Sebagaimana halnya akad-akad yang lain, akad nikah juga didasarkan pada keinginan dua belah pihak yang berakad untuk menerima isi akad dengan penuh kerelaan (ridha). Namun, karena keinginan dan kerelaan adalah perkara yang abstrak, tidak bisa diketahui oleh orang lain, maka pihak-pihak yang berakad harus mengungkapkan tanda penerimaan dan persetujuannya terhadap isi akad.
Redaksi kalimat (lafazh) yang digunakan untuk menyampaikan akad dan yang menunjukkan kerelaan kedua belah pihak terhadap isi akad disebut dengan ijab danqabul. Keduanya merupakan rukun akad menurut kesepakatan para ulama.[1]
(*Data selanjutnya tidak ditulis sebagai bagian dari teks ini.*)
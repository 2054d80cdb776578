//! Core record management for the todo list.
//! This crate owns the todo invariants: id allocation, load/save consistency
//! and change notification.

pub mod config;
pub mod db;
pub mod digest;
pub mod logging;
pub mod manager;
pub mod model;
pub mod service;
pub mod store;
pub mod view;

pub use config::{ConfigError, StoreBackend, TodoConfig};
pub use db::{database_label, open_db, open_db_in_memory};
pub use digest::{DigestBuilder, DIGEST_FOOTER, DIGEST_HEADER};
pub use logging::{default_log_level, init_logging, logging_status, LoggingError};
pub use manager::events::{IoFailure, IoOperation, ListenerHandle};
pub use manager::todo_manager::{RecordEdit, TodoManager};
pub use model::record::{Record, RecordId, UNASSIGNED_ID};
pub use service::todo_service::{CommitOutcome, EditDraft, TodoService};
pub use store::{
    JsonFileStore, SqliteTodoStore, StoreError, StoreResult, TodoStore, DEFAULT_DB_FILE,
    DEFAULT_SAVE_FILE,
};
pub use view::filter::{active, archived, everything, RecordFilter};
pub use view::projection::FilteredView;

/// Returns the core crate version.
pub fn core_version() -> &'static str {
    env!("CARGO_PKG_VERSION")
}

#[cfg(test)]
mod tests {
    use super::core_version;

    #[test]
    fn version_is_not_empty() {
        assert!(!core_version().is_empty());
    }
}
//! SQLite bootstrap for the database-backed todo store.
//!
//! Failures surface as `StoreError`, labelled with the database they concern.

mod open;
pub mod schema;

pub use open::{open_db, open_db_in_memory};

use rusqlite::Connection;

/// Label used for `conn` in errors and log lines: `sqlite:<path>` for file
/// databases, `sqlite::memory` otherwise.
pub fn database_label(conn: &Connection) -> String {
    conn.query_row(
        "SELECT file FROM pragma_database_list WHERE name = 'main';",
        [],
        |row| row.get::<_, String>(0),
    )
    .ok()
    .filter(|path| !path.is_empty())
    .map_or_else(|| "sqlite::memory".to_string(), |path| format!("sqlite:{path}"))
}
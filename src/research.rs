use tracing::info;

use crate::agent::ResearchAgent;
use crate::data_models::{LINK_PREFIX, truncate_chars};
use crate::error::AgentError;
use crate::fanout::join_ordered;
use crate::prompts::answer_prompt;

/// At most this many search results are fetched and cited.
pub const MAX_SOURCES: usize = 3;
/// Character budget for each source inside the research context.
pub const SOURCE_CHAR_LIMIT: usize = 8_000;
pub const NO_LINKS: &str = "No links found to research.";

const SOURCE_SEPARATOR: &str = "====================";

/// URLs from every `Link: ` line of a search result block, in order.
pub fn extract_links(search_block: &str) -> Vec<String> {
    search_block
        .lines()
        .filter_map(|line| line.strip_prefix(LINK_PREFIX))
        .map(|link| link.trim().to_string())
        .collect()
}

/// Labeled, individually truncated page texts handed to the answer prompt.
#[derive(Debug, Default, Clone, PartialEq, Eq)]
pub struct ResearchContext {
    sources: Vec<(String, String)>,
}

impl ResearchContext {
    pub fn new() -> ResearchContext {
        ResearchContext::default()
    }

    pub fn push(&mut self, link: &str, content: &str) {
        let content = match truncate_chars(content, SOURCE_CHAR_LIMIT) {
            Some(head) => format!("{head}..."),
            None => content.to_string(),
        };
        self.sources.push((link.to_string(), content));
    }

    pub fn len(&self) -> usize {
        self.sources.len()
    }

    pub fn is_empty(&self) -> bool {
        self.sources.is_empty()
    }

    pub fn render(&self) -> String {
        self.sources
            .iter()
            .enumerate()
            .map(|(i, (link, content))| {
                format!("SOURCE {} ({link}):\n{content}\n\n{SOURCE_SEPARATOR}\n\n", i + 1)
            })
            .collect()
    }
}

impl ResearchAgent {
    /// Search, read the top [`MAX_SOURCES`] results concurrently, and have
    /// the LLM synthesize a cited report.
    ///
    /// Fetch failures are folded into the context as their sentinel text.
    pub async fn research(&self, topic: &str) -> Result<String, AgentError> {
        info!(topic, "starting deep research");

        let search_block = self.search(topic).await?;
        let links: Vec<String> = extract_links(&search_block)
            .into_iter()
            .take(MAX_SOURCES)
            .collect();
        if links.is_empty() {
            info!(topic, "search produced no links");
            return Ok(NO_LINKS.to_string());
        }

        let client = self.http_client()?;
        let fetcher = self.fetcher(client.clone());
        let contents = join_ordered(links.clone(), MAX_SOURCES, |link| {
            let fetcher = fetcher.clone();
            async move {
                match fetcher.fetch(&link).await {
                    Ok(text) => text,
                    Err(e) => e.to_string(),
                }
            }
        })
        .await;

        let mut context = ResearchContext::new();
        for (link, content) in links.iter().zip(&contents) {
            context.push(link, content);
        }
        info!(topic, sources = context.len(), "research context assembled");

        let prompt = answer_prompt(topic, &context.render());
        Ok(self.gateway(client).complete(&prompt).await)
    }
}
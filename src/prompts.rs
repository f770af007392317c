//! Prompt templates. The formatting rules inside them are instructions to
//! the model; nothing downstream parses or enforces them.

pub fn answer_prompt(question: &str, context: &str) -> String {
    format!(
        "You are an advanced AI research assistant. Your goal is to provide a comprehensive, structured, and visually appealing answer to the user's question based on the search results provided below.\n\n\
         **Instructions:**\n\
         1. **Structure:** Organize your response into clear sections with bold headings (e.g., **Overview**, **Key Details**, **Implications**).\n\
         2. **Formatting:** Use bullet points for readability. Use **bold** text for key terms or important figures.\n\
         3. **Citations:** You MUST cite your sources. Use inline citations like [1], [2] at the end of sentences.\n\
         4. **Sources Section:** At the very end, include a '***' separator followed by a '### Sources' section listing the numbered sources with their titles and URLs (e.g., [1] [Title](URL)).\n\
         5. **Tone:** Professional, objective, and direct. Like a high-quality research summary.\n\
         6. **Synthesize:** Do not just list results. Combine information from multiple sources to tell a coherent story.\n\n\
         **User Question:** {question}\n\n\
         **Search Results (Context):**\n{context}"
    )
}

/// Mermaid flowchart request. The model is told to start with `graph TD`.
pub fn diagram_prompt(topic: &str) -> String {
    format!(
        "Create a detailed Mermaid.js flowchart (graph TD) that represents the structure, key concepts, and relationships for the topic: '{topic}'.\n\
         Requirements:\n\
         1. Use 'graph TD' (top-down) orientation.\n\
         2. Every node MUST have a unique ID followed by its label in brackets. \n   \
         - Use [brackets] for rectangles: ID[Label]\n   \
         - Use (parens) for rounded nodes: ID(Label)\n   \
         - Use {{braces}} for diamonds: ID{{Label}}\n\
         3. If a label contains special characters like '&', parentheses, or quotes, wrap the WHOLE label in double quotes inside the brackets. Example: A[\"Label with & symbol\"]\n\
         4. Ensure all connections use '-->' and are logically structured.\n\
         5. STRICT OUTPUT FORMAT: Return ONLY the Mermaid code. No markdown code blocks. No 'Here is the graph'. No explanations. Start the response with 'graph TD'.\n"
    )
}

pub fn summary_prompt(text: &str) -> String {
    format!(
        "Please analyze the following text and provide a concise, high-level summary that captures the main points:\n\n{text}"
    )
}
Ijab adalah lafazh yang digunakan oleh pihak pertama untuk mengungkapkan keinginannya menjalin hubungan suami istri. Ijab ini menunjukkan bahwa telah menjadi tanggung jawab orang yang berakad untuk melaksanakan apa yang dia wajibkan atas dirinya lewat pernyataannya.
Qabul adalah lafazh yang digunakan oleh pihak kedua untuk mengungkapkan kerelaan dan persetujuannya dengan isi akad.
“Ijab dan qabul, yang dengannya pernikahan terlaksana, harus diungkapkan oleh orang-orang yang memang sah untuk melakukan akad nikah, yaitu pelamar dan yang dilamar, jika keduanya memenuhi syarat untuk melaksanakan akad nikah. Sebagaimana pula akad nikah sah jika disampaikan oleh wakil dari calon suami atau istri karena nikah mengakui perwakilan sebagaimana akad-akad lainnya.”[2]
Syarat-Syarat Pelaksanaan Akad Nikah
Pertama: Syarat Shighah Akad
1. Shighah Ijab Dan Qabul Disyaratkan Harus Berupa Lafazh-Lafazh Yang Menunjukkan Makna Pernikahan
Shighah ijab yang diucapkan seperti kalimat ankahtuka (aku nikahkan kamu),zawwajtuka (aku nikahkan kamu), mallaktuka (aku jadikan milikmu), bi‘tu (aku jual),wahhabtu (aku hibahkan), dan semisalnya, sesuai dengan kebiasaan atau qarinah(asumsi). Sighah tidak disyaratkan harus dengan lafazh al-inkah (ankaha dan turunannya) atau at-tazwij (zawwajtu dan turunannya) karena yang jadi patokan dalam akad adalah maksud dan maknanya, bukan lafazh dan susunan hurufnya. Ini adalah pendapat paling shahih di antara dua pendapat di kalangan ulama dalam masalah ini, yaitu pendapat Abu Hanifah, Malik, dan salah satu pendapat dalam madzhab Ahmad, serta yang dipilih oleh Syaikh al-Islam.[1]
Pendapat ini didukung oleh hadits yang valid bahwa Nabi Shallallahu ‘alaihi wasallam pernah menikahkan seorang laki-laki dengan seorang perempuan dengan berkata,
مَلَّكْتُكَهَا بِمَا مَعَكَ مِنْ الْقُرْآنِ
“Sesungguhnya aku nikahkan kamu dengannya (mallaktukaha) dengan mahar apa yang telah kamu hafal dari al-Qur’an.”[2]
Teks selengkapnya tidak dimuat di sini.